- RECORDS SUPPLIED
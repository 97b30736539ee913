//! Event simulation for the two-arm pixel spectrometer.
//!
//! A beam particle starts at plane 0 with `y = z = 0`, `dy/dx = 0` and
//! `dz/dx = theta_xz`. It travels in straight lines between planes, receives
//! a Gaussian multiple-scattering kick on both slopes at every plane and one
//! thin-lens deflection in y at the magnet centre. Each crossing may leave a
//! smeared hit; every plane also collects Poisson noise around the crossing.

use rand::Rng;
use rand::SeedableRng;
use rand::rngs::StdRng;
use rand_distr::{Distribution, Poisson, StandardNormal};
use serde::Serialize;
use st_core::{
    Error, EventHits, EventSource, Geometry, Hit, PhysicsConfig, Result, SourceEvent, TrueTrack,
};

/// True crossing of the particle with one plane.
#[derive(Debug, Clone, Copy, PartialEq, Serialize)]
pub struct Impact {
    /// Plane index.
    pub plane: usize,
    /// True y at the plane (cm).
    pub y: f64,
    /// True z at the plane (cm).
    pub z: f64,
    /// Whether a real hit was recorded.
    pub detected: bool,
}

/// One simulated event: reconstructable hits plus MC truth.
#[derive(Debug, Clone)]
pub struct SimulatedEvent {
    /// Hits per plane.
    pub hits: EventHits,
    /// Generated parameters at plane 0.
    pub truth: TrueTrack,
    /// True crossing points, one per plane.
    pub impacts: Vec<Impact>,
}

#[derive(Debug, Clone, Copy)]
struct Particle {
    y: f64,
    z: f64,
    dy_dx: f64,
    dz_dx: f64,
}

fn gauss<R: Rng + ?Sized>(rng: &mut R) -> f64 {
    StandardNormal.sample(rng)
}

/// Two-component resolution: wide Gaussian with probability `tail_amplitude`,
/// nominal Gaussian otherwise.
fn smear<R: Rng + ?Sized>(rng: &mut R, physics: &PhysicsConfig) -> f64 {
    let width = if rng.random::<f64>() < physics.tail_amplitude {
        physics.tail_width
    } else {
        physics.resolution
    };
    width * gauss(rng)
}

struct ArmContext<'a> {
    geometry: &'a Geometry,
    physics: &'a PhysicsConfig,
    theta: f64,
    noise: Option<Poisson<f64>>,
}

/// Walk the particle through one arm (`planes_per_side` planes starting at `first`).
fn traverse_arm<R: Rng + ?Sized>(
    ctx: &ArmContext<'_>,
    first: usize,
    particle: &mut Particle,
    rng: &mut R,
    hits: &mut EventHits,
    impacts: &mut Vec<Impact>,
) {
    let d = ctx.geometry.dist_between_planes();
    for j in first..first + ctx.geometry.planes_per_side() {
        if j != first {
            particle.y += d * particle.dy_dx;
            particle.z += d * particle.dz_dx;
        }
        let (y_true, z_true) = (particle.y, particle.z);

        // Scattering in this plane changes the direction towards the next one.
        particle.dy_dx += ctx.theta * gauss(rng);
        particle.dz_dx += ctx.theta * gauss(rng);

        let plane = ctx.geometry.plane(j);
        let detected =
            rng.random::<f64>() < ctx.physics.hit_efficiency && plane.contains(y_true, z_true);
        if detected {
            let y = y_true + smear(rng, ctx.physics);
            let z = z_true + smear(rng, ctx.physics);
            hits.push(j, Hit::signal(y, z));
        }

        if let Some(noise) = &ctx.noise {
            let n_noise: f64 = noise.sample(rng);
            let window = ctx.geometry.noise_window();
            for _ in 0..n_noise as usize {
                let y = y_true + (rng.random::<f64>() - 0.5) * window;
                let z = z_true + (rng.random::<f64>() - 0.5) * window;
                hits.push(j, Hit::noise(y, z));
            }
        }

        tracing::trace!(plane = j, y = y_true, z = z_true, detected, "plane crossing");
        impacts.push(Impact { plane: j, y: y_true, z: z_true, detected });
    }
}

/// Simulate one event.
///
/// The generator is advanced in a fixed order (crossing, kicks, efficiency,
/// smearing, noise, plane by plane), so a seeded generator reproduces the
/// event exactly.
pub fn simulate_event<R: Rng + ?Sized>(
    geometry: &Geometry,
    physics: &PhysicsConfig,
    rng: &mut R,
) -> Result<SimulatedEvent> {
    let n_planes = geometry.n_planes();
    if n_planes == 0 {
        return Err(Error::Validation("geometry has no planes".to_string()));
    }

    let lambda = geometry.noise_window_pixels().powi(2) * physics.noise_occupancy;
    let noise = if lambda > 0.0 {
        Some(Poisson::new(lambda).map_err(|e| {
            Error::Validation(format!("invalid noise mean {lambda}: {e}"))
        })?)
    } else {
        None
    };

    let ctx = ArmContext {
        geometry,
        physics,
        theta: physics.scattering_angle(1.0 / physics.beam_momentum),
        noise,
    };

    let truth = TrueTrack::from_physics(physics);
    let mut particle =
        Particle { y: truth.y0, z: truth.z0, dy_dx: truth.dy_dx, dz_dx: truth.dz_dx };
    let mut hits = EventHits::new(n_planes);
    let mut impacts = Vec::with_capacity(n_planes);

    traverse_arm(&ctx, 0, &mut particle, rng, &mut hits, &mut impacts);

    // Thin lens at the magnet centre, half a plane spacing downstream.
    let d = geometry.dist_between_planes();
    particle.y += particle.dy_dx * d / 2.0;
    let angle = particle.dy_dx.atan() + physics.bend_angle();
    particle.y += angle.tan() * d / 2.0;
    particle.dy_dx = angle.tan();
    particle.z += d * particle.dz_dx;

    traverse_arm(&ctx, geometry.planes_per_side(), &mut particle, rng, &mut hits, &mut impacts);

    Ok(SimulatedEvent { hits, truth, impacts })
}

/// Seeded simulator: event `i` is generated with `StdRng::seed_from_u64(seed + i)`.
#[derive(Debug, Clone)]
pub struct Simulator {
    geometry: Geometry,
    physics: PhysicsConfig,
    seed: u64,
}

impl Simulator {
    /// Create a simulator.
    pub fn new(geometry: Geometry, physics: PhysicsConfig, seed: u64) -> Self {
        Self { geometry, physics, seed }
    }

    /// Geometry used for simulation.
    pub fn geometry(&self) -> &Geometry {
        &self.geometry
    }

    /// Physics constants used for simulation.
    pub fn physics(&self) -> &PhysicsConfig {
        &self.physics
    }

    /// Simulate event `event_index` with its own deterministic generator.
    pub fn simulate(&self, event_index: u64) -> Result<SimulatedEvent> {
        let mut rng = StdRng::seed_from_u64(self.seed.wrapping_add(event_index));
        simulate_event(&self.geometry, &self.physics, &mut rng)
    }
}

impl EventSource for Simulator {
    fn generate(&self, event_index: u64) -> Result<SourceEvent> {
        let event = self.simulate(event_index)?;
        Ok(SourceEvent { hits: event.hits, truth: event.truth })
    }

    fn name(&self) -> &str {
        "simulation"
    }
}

- WHAT IS REQUIRED
What are the lines, exactly as written above, from the line with "may leave a" to the line with "use rand::rngs::StdRng;", both included? Output only those.

- WRITTEN RESPONSE
//! thin-lens deflection in y at the magnet centre. Each crossing may leave a
//! smeared hit; every plane also collects Poisson noise around the crossing.

use rand::Rng;
use rand::SeedableRng;
use rand::rngs::StdRng;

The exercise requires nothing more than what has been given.